• WHAT IS BEING ASKED
Using the records below, filter for lines that contain the string "bool" and copy them out.

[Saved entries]

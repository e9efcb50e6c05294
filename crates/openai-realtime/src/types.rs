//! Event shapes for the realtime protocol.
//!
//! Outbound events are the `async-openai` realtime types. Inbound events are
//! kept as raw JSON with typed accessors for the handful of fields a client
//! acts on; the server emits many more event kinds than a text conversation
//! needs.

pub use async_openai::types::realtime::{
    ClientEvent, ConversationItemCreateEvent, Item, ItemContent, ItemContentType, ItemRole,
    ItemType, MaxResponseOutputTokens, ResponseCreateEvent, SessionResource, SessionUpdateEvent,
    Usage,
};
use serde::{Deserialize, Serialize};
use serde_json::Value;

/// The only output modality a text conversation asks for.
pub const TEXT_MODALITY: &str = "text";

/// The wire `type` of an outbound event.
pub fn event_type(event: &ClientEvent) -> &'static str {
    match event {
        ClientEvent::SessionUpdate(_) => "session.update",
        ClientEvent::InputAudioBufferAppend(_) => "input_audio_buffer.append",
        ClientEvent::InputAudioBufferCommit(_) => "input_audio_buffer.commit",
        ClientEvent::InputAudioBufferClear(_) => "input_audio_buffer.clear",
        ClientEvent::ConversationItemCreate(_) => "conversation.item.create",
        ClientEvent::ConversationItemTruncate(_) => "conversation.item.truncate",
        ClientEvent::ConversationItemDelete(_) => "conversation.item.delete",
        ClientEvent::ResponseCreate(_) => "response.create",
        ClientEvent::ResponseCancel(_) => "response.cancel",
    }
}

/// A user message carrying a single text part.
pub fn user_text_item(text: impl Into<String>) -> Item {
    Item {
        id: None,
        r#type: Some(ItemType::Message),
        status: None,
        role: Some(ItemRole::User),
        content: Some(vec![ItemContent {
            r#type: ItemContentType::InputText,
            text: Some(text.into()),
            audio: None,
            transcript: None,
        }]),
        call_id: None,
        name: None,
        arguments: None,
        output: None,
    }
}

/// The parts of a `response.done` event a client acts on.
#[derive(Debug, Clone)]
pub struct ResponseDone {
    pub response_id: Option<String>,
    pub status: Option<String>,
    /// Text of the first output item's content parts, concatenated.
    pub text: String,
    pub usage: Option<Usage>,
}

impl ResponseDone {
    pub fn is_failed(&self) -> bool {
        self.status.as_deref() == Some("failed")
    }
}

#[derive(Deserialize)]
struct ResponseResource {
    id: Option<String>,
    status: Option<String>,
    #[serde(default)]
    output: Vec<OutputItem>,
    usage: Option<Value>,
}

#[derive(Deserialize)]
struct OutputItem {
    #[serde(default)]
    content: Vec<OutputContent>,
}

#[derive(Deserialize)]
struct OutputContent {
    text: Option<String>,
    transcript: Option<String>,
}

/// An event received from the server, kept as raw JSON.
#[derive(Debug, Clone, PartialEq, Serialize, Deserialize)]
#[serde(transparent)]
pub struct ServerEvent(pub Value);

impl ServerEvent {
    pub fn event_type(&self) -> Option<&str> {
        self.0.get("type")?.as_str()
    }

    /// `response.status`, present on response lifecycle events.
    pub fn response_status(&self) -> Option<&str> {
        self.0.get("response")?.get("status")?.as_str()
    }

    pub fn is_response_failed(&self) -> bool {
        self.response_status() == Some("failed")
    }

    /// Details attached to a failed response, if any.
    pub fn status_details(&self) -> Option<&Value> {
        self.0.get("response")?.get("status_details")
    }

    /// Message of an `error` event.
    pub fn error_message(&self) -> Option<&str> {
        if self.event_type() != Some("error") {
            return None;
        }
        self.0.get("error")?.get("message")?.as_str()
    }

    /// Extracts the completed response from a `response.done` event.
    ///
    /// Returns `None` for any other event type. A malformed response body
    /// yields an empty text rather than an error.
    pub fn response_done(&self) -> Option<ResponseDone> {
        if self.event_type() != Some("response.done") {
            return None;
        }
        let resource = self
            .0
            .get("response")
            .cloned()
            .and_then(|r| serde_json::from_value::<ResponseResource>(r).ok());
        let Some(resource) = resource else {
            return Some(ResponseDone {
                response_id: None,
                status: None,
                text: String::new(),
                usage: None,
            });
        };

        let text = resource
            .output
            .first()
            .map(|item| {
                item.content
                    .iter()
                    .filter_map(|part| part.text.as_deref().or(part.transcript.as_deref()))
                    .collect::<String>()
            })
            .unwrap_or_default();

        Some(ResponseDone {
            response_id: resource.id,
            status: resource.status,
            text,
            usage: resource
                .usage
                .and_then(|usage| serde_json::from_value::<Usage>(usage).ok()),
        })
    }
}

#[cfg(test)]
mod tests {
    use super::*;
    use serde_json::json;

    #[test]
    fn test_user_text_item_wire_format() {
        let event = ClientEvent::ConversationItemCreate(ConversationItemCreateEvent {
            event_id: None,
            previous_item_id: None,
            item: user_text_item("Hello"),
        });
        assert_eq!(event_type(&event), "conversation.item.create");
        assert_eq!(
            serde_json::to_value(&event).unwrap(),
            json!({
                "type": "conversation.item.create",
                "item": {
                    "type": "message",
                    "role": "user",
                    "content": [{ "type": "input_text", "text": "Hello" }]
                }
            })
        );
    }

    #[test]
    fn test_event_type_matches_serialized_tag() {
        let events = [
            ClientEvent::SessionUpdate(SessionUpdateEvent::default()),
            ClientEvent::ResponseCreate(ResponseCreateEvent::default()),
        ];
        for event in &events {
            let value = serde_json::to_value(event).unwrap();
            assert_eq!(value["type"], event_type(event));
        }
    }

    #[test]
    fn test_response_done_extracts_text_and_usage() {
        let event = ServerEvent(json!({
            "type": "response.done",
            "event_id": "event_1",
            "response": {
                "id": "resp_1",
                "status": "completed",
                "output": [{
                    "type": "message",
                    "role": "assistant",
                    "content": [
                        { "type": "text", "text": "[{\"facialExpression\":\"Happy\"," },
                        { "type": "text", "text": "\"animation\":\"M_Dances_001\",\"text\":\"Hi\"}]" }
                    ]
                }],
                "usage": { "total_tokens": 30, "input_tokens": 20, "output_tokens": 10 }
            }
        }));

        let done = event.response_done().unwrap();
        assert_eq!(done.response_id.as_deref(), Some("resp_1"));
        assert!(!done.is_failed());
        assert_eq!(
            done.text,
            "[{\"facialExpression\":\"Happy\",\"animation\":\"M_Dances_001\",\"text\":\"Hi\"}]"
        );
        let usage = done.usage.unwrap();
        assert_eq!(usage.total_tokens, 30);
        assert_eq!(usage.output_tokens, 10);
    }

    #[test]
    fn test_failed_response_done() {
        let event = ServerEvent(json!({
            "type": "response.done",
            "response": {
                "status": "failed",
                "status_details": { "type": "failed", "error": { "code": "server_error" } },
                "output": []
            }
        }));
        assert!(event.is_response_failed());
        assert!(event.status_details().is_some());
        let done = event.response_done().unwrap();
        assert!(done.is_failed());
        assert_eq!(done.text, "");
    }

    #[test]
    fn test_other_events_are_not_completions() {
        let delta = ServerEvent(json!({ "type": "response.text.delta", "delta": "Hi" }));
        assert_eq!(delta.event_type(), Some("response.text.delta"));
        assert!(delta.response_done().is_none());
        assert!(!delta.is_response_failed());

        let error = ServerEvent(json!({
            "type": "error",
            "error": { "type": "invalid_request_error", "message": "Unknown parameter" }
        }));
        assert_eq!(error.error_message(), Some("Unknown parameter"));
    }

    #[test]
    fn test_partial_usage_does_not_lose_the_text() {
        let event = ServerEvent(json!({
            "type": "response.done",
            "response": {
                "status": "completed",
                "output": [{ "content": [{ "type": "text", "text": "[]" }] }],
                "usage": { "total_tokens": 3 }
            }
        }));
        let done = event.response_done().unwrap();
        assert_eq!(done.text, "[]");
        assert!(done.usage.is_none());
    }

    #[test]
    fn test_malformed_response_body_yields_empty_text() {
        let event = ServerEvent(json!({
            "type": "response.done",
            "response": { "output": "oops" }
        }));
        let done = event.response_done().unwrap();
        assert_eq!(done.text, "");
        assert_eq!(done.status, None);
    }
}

• EXERCISE ANSWER
    pub fn is_failed(&self) -> bool {
    pub fn is_response_failed(&self) -> bool {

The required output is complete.